**Your assignment**:
Set down, please, without alteration, the lines of the entries below from the first through the one containing "period = reader.label(period_field, &layout::period(column));".

**Records supplied**:
►
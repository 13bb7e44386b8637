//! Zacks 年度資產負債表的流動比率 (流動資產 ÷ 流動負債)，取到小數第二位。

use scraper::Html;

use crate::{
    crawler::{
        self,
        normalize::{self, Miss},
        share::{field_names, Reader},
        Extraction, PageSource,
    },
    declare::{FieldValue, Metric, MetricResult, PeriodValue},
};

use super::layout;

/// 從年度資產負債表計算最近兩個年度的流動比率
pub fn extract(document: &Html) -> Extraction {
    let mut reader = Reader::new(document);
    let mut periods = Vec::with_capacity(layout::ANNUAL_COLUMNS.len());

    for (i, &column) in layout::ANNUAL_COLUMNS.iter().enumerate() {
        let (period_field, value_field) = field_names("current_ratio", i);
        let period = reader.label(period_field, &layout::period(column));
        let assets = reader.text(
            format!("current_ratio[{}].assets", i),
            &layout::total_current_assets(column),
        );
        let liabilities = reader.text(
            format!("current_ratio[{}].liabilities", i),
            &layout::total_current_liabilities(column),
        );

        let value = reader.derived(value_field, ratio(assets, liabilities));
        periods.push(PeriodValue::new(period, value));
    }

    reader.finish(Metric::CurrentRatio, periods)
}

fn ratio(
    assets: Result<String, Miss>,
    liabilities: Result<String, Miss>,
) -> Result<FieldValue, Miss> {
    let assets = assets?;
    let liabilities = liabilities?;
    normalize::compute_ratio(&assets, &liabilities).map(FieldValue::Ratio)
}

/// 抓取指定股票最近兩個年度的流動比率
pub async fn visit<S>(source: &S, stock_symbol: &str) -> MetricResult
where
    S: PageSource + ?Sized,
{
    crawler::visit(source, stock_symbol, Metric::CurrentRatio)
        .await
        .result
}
◄
**Task answer**:
repository 13bb7e44386b8637
//! Zacks 年度資產負債表的流動比率 (流動資產 ÷ 流動負債)，取到小數第二位。

use scraper::Html;

use crate::{
    crawler::{
        self,
        normalize::{self, Miss},
        share::{field_names, Reader},
        Extraction, PageSource,
    },
    declare::{FieldValue, Metric, MetricResult, PeriodValue},
};

use super::layout;

/// 從年度資產負債表計算最近兩個年度的流動比率
pub fn extract(document: &Html) -> Extraction {
    let mut reader = Reader::new(document);
    let mut periods = Vec::with_capacity(layout::ANNUAL_COLUMNS.len());

    for (i, &column) in layout::ANNUAL_COLUMNS.iter().enumerate() {
        let (period_field, value_field) = field_names("current_ratio", i);
        let period = reader.label(period_field, &layout::period(column));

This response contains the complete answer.